> _Exercise_
Reproduce the data exactly. Omit no record.

Collected data
Start of Block

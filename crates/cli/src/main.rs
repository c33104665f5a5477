fn main() {
    tally_observability::init("warn");

    let args: Vec<String> = std::env::args().skip(1).collect();
    match tally_cli::run(&args) {
        Ok(output) => println!("{output}"),
        Err(err) => {
            tracing::error!("{err:#}");
            eprintln!("error: {err:#}");
            std::process::exit(1);
        }
    }
}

End of Block

> _Completed task_
filename crates/cli/src/main.rs
repository c33104665f5a5477
fn main() {
    tally_observability::init("warn");

    let args: Vec<String> = std::env::args().skip(1).collect();
    match tally_cli::run(&args) {
        Ok(output) => println!("{output}"),
        Err(err) => {
            tracing::error!("{err:#}");
            eprintln!("error: {err:#}");
            std::process::exit(1);
        }
    }
}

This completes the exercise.